§ **DIRECTIONS FOR THIS TASK**: Exact copies of all the records below should be returned.

Saved data entries:
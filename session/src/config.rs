//! Fixed endpoints, routes, and timings used by the session layer.

#[cfg(test)]
#[path = "config_test.rs"]
mod config_test;

use std::time::Duration;

pub const DEFAULT_API_ORIGIN: &str = "http://localhost:8000";
pub const DEFAULT_TOKEN_KEY: &str = "token";
pub const ME_PATH: &str = "/auth/me";
pub const LOGIN_PATH: &str = "/auth/google";
pub const PUBLIC_ROOT: &str = "/";
pub const DASHBOARD_ROOT: &str = "/dashboard";
pub const CALLBACK_PATH: &str = "/auth/callback";
pub const DEFAULT_CALLBACK_FAILURE_DELAY_MS: u64 = 3_000;
pub const DEFAULT_FORBIDDEN_REDIRECT_DELAY_MS: u64 = 2_000;

/// Session-layer configuration.
#[derive(Clone, Debug, PartialEq, Eq)]
pub struct AuthConfig {
    /// Origin of the backend API, without a trailing slash.
    pub api_origin: String,
    /// Storage key holding the bearer token.
    pub token_key: String,
    pub me_path: String,
    pub login_path: String,
    pub public_root: String,
    pub dashboard_root: String,
    pub callback_path: String,
    /// How long the callback page shows its failure message before going home.
    pub callback_failure_delay: Duration,
    /// How long the access-denied panel stays up before redirecting.
    pub forbidden_redirect_delay: Duration,
}

impl Default for AuthConfig {
    fn default() -> Self {
        Self::new(DEFAULT_API_ORIGIN)
    }
}

impl AuthConfig {
    /// Config for the given API origin with every other value defaulted.
    /// A blank origin falls back to [`DEFAULT_API_ORIGIN`].
    #[must_use]
    pub fn new(api_origin: &str) -> Self {
        Self {
            api_origin: normalize_origin(api_origin),
            token_key: DEFAULT_TOKEN_KEY.to_owned(),
            me_path: ME_PATH.to_owned(),
            login_path: LOGIN_PATH.to_owned(),
            public_root: PUBLIC_ROOT.to_owned(),
            dashboard_root: DASHBOARD_ROOT.to_owned(),
            callback_path: CALLBACK_PATH.to_owned(),
            callback_failure_delay: Duration::from_millis(DEFAULT_CALLBACK_FAILURE_DELAY_MS),
            forbidden_redirect_delay: Duration::from_millis(DEFAULT_FORBIDDEN_REDIRECT_DELAY_MS),
        }
    }

    /// Override the token storage key.
    #[must_use]
    pub fn with_token_key(mut self, key: &str) -> Self {
        self.token_key = key.to_owned();
        self
    }

    /// Absolute URL of the "current user" endpoint.
    #[must_use]
    pub fn me_url(&self) -> String {
        format!("{}{}", self.api_origin, self.me_path)
    }

    /// Absolute URL that starts the OAuth sign-in flow.
    #[must_use]
    pub fn login_url(&self) -> String {
        format!("{}{}", self.api_origin, self.login_path)
    }
}

/// Trim whitespace and trailing slashes from an origin.
#[must_use]
pub fn normalize_origin(raw: &str) -> String {
    let trimmed = raw.trim().trim_end_matches('/');
    if trimmed.is_empty() {
        DEFAULT_API_ORIGIN.to_owned()
    } else {
        trimmed.to_owned()
    }
}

§ **SOLUTION FOR THIS PROBLEM**:
filename session/src/config.rs
//! Fixed endpoints, routes, and timings used by the session layer.

#[cfg(test)]
#[path = "config_test.rs"]
mod config_test;

use std::time::Duration;

pub const DEFAULT_API_ORIGIN: &str = "http://localhost:8000";
pub const DEFAULT_TOKEN_KEY: &str = "token";
pub const ME_PATH: &str = "/auth/me";
pub const LOGIN_PATH: &str = "/auth/google";
pub const PUBLIC_ROOT: &str = "/";
pub const DASHBOARD_ROOT: &str = "/dashboard";
pub const CALLBACK_PATH: &str = "/auth/callback";
pub const DEFAULT_CALLBACK_FAILURE_DELAY_MS: u64 = 3_000;
pub const DEFAULT_FORBIDDEN_REDIRECT_DELAY_MS: u64 = 2_000;

/// Session-layer configuration.
#[derive(Clone, Debug, PartialEq, Eq)]
pub struct AuthConfig {
    /// Origin of the backend API, without a trailing slash.
    pub api_origin: String,
    /// Storage key holding the bearer token.
    pub token_key: String,
    pub me_path: String,
    pub login_path: String,
    pub public_root: String,
    pub dashboard_root: String,
    pub callback_path: String,
    /// How long the callback page shows its failure message before going home.
    pub callback_failure_delay: Duration,
    /// How long the access-denied panel stays up before redirecting.
    pub forbidden_redirect_delay: Duration,
}

impl Default for AuthConfig {
    fn default() -> Self {
        Self::new(DEFAULT_API_ORIGIN)
    }
}

impl AuthConfig {
    /// Config for the given API origin with every other value defaulted.
    /// A blank origin falls back to [`DEFAULT_API_ORIGIN`].
    #[must_use]
    pub fn new(api_origin: &str) -> Self {
        Self {
            api_origin: normalize_origin(api_origin),
            token_key: DEFAULT_TOKEN_KEY.to_owned(),
            me_path: ME_PATH.to_owned(),
            login_path: LOGIN_PATH.to_owned(),
            public_root: PUBLIC_ROOT.to_owned(),
            dashboard_root: DASHBOARD_ROOT.to_owned(),
            callback_path: CALLBACK_PATH.to_owned(),
            callback_failure_delay: Duration::from_millis(DEFAULT_CALLBACK_FAILURE_DELAY_MS),
            forbidden_redirect_delay: Duration::from_millis(DEFAULT_FORBIDDEN_REDIRECT_DELAY_MS),
        }
    }

    /// Override the token storage key.
    #[must_use]
    pub fn with_token_key(mut self, key: &str) -> Self {
        self.token_key = key.to_owned();
        self
    }

    /// Absolute URL of the "current user" endpoint.
    #[must_use]
    pub fn me_url(&self) -> String {
        format!("{}{}", self.api_origin, self.me_path)
    }

    /// Absolute URL that starts the OAuth sign-in flow.
    #[must_use]
    pub fn login_url(&self) -> String {
        format!("{}{}", self.api_origin, self.login_path)
    }
}

/// Trim whitespace and trailing slashes from an origin.
#[must_use]
pub fn normalize_origin(raw: &str) -> String {
    let trimmed = raw.trim().trim_end_matches('/');
    if trimmed.is_empty() {
        DEFAULT_API_ORIGIN.to_owned()
    } else {
        trimmed.to_owned()
    }
}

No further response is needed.